Operating systems. Lecture 2

Michał Goliński

2018-10-09

Introduction

Recall

  • Basic definitions
    • Operating system
    • Virtual memory
    • Types of OS kernels
  • Booting process
    • BIOS, MBR
    • UEFI

Questions?

Plan for today

  • History of Unix-like systems
  • Introduction to Linux
  • Introduction to bash
  • Getting help in bash
  • Managing files in bash

History

History of Unix-like systems

  • 1960s – Multics (MIT, AT&T Bell Labs, General Electric)
  • 1960s/1970s – UNIX (Ken Thompson, Dennis Ritchie)

PDP-7

History of UNIX-like systems

  • 1970s, 1980s – popularization, standardization and commerciallization of UNIX
  • 1983 – the GNU Project is stared
  • 1988 – the first version of the POSIX standard

History of Unix-like systems

  • 1991 – the first version of a Unix clone – Linux (Linux is not Unix)
  • 1992 – the license is fixed as GPLv2
  • 1996 – version 2.0, supporting many processors
  • 2003 – version 2.6, new scheduler, much better with multiprocessor machines, preemptive kernel, rewriting code to not depend on the so-called Big Kernel Lock
  • if the version scheme had not been changed, the current kernel (4.18) would be 2.6.78

Genealogy

OS market today

  • PC – Windows 87%, macOS 10%, Linux 3%
  • smartphones – Android (Linux) 72%, iOS – 26%
  • web servers – Unix/Linux - >70%, Windows <30%
  • Top 500 – 500 Linux

Introduction to Linux

Distribution

Linux distribution – complete software system containing the Linux kernel as well as user programs from many different sources.

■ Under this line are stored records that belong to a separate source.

//! Frontend Models
//!
//! Data structures matching backend entities, plus the request payloads
//! sent to mutation endpoints.

use serde::{Deserialize, Serialize};

/// Task status, serialized snake_case on the wire.
#[derive(Debug, Clone, Copy, PartialEq, Eq, Serialize, Deserialize)]
#[serde(rename_all = "snake_case")]
pub enum TaskStatus {
    Pending,
    InProgress,
    Completed,
}

impl TaskStatus {
    pub const ALL: [TaskStatus; 3] = [
        TaskStatus::Pending,
        TaskStatus::InProgress,
        TaskStatus::Completed,
    ];

    /// Wire value, also used as the form select value.
    pub fn as_str(&self) -> &'static str {
        match self {
            TaskStatus::Pending => "pending",
            TaskStatus::InProgress => "in_progress",
            TaskStatus::Completed => "completed",
        }
    }

    pub fn label(&self) -> &'static str {
        match self {
            TaskStatus::Pending => "pending",
            TaskStatus::InProgress => "in progress",
            TaskStatus::Completed => "completed",
        }
    }

    pub fn badge_class(&self) -> &'static str {
        match self {
            TaskStatus::Pending => "bg-secondary",
            TaskStatus::InProgress => "bg-warning",
            TaskStatus::Completed => "bg-success",
        }
    }

    pub fn from_form_value(value: &str) -> TaskStatus {
        match value {
            "in_progress" => TaskStatus::InProgress,
            "completed" => TaskStatus::Completed,
            _ => TaskStatus::Pending,
        }
    }
}

/// Recognized daily-log moods. The wire value is a free string; anything
/// outside these four renders with a neutral badge and counts toward no
/// histogram bucket.
#[derive(Debug, Clone, Copy, PartialEq, Eq)]
pub enum Mood {
    Productive,
    Tired,
    Stuck,
    Flow,
}

impl Mood {
    pub const ALL: [Mood; 4] = [Mood::Productive, Mood::Tired, Mood::Stuck, Mood::Flow];

    pub fn parse(value: &str) -> Option<Mood> {
        match value {
            "productive" => Some(Mood::Productive),
            "tired" => Some(Mood::Tired),
            "stuck" => Some(Mood::Stuck),
            "flow" => Some(Mood::Flow),
            _ => None,
        }
    }

    pub fn as_str(&self) -> &'static str {
        match self {
            Mood::Productive => "productive",
            Mood::Tired => "tired",
            Mood::Stuck => "stuck",
            Mood::Flow => "flow",
        }
    }

    pub fn label(&self) -> &'static str {
        match self {
            Mood::Productive => "Productive",
            Mood::Tired => "Tired",
            Mood::Stuck => "Stuck",
            Mood::Flow => "Flow",
        }
    }

    pub fn badge_class(&self) -> &'static str {
        match self {
            Mood::Productive => "bg-success",
            Mood::Tired => "bg-warning",
            Mood::Stuck => "bg-danger",
            Mood::Flow => "bg-primary",
        }
    }
}

/// Badge class for a raw mood string, neutral for unrecognized values.
pub fn mood_badge_class(value: &str) -> &'static str {
    Mood::parse(value).map_or("bg-secondary", |m| m.badge_class())
}

#[derive(Debug, Clone, PartialEq, Serialize, Deserialize)]
pub struct Task {
    pub id: u32,
    pub title: String,
    #[serde(default)]
    pub description: Option<String>,
    #[serde(default)]
    pub category_id: Option<u32>,
    #[serde(default)]
    pub category_name: Option<String>,
    #[serde(default)]
    pub deadline: Option<String>,
    pub status: TaskStatus,
}

#[derive(Debug, Clone, PartialEq, Serialize, Deserialize)]
pub struct StudySession {
    pub id: u32,
    #[serde(default)]
    pub task_id: Option<u32>,
    #[serde(default)]
    pub task_title: Option<String>,
    pub session_date: String,
    pub start_time: String,
    pub end_time: String,
    #[serde(default)]
    pub end_time_iso: Option<String>,
    pub duration_minutes: i64,
    #[serde(default)]
    pub notes: Option<String>,
}

#[derive(Debug, Clone, PartialEq, Serialize, Deserialize)]
pub struct Note {
    pub id: u32,
    pub title: String,
    pub content: String,
    pub updated_at: String,
}

#[derive(Debug, Clone, PartialEq, Serialize, Deserialize)]
pub struct Resource {
    pub id: u32,
    pub title: String,
    #[serde(rename = "type")]
    pub kind: String,
    pub url: String,
    #[serde(default)]
    pub notes: Option<String>,
}

impl Resource {
    /// Kind selects a display icon only.
    pub fn icon(&self) -> &'static str {
        match self.kind.as_str() {
            "video" => "bi-play-circle",
            "article" => "bi-newspaper",
            "report" => "bi-file-earmark-text",
            "tool" => "bi-tools",
            _ => "bi-link",
        }
    }
}

#[derive(Debug, Clone, PartialEq, Serialize, Deserialize)]
pub struct Achievement {
    pub id: u32,
    pub title: String,
    pub description: String,
    pub achieved_on: String,
}

#[derive(Debug, Clone, PartialEq, Serialize, Deserialize)]
pub struct DailyLog {
    pub id: u32,
    pub log_date: String,
    pub summary: String,
    pub mood: String,
}

#[derive(Debug, Clone, PartialEq, Serialize, Deserialize)]
pub struct Category {
    pub id: u32,
    pub name: String,
}

/// Generic mutation response body; the message is display-only, success is
/// judged by HTTP status.
#[derive(Debug, Clone, Default, Deserialize)]
pub struct ApiMessage {
    #[serde(default)]
    pub message: String,
}

// ========================
// Request Payloads
// ========================

#[derive(Debug, Clone, Serialize)]
pub struct TaskPayload {
    pub title: String,
    pub description: Option<String>,
    pub category_id: Option<u32>,
    pub deadline: Option<String>,
    pub status: TaskStatus,
}

#[derive(Debug, Clone, Serialize)]
pub struct NewSession {
    pub task_id: Option<u32>,
    pub session_date: String,
    pub start_time: String,
    pub end_time: String,
    pub duration_minutes: i64,
    pub notes: String,
}

#[derive(Debug, Clone, Serialize)]
pub struct NewNote {
    pub title: String,
    pub content: String,
}

#[derive(Debug, Clone, Serialize)]
pub struct NewResource {
    pub title: String,
    #[serde(rename = "type")]
    pub kind: String,
    pub url: String,
    pub notes: String,
}

#[derive(Debug, Clone, Serialize)]
pub struct NewAchievement {
    pub title: String,
    pub description: String,
    pub achieved_on: String,
}

#[derive(Debug, Clone, Serialize)]
pub struct NewDailyLog {
    pub log_date: String,
    pub summary: String,
    pub mood: String,
}

#[cfg(test)]
mod tests {
    use super::*;

    #[test]
    fn task_status_round_trips_snake_case() {
        let json = r#"{"id":1,"title":"Write report","status":"in_progress"}"#;
        let task: Task = serde_json::from_str(json).unwrap();
        assert_eq!(task.status, TaskStatus::InProgress);
        assert_eq!(task.category_name, None);

        let back = serde_json::to_value(&task).unwrap();
        assert_eq!(back["status"], "in_progress");
    }

    #[test]
    fn unknown_mood_gets_neutral_badge() {
        assert_eq!(mood_badge_class("flow"), "bg-primary");
        assert_eq!(mood_badge_class("mysterious"), "bg-secondary");
        assert!(Mood::parse("mysterious").is_none());
    }

    #[test]
    fn resource_kind_maps_to_icon() {
        let mut res = Resource {
            id: 1,
            title: "Intro".into(),
            kind: "video".into(),
            url: "https://example.com".into(),
            notes: None,
        };
        assert_eq!(res.icon(), "bi-play-circle");
        res.kind = "podcast".into();
        assert_eq!(res.icon(), "bi-link");
    }

    #[test]
    fn resource_kind_uses_type_on_the_wire() {
        let json = r#"{"id":2,"title":"Docs","type":"article","url":"https://example.com"}"#;
        let res: Resource = serde_json::from_str(json).unwrap();
        assert_eq!(res.kind, "article");
    }
}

Most distributions have an aim, e.g.,

  • friendly for beginners
  • tailored for older computers
  • tailored for routers
  • suitable for servers
  • for power users
  • commercial, with paid support

GNU

The GNU Project – started in the 1980s by Richard Stallman project of creating an operating system with open and free source code

Project started with writing free clones of popular Unix tools, leaving creating the kernel for later. The GNU kernel (Hurd) is barely working even today, but many user programs were created, often better than originals. These are used by most Linux distrubutions. That’s why we call them GNU/Linux.

Linux itself is not a part of the GNU Project.

GNU GPL

GNU General Public License – free software license. It gives the user of a program the right to get get the program’s source code from the authors for free. The user can further modify and distribute it, but only under GPL.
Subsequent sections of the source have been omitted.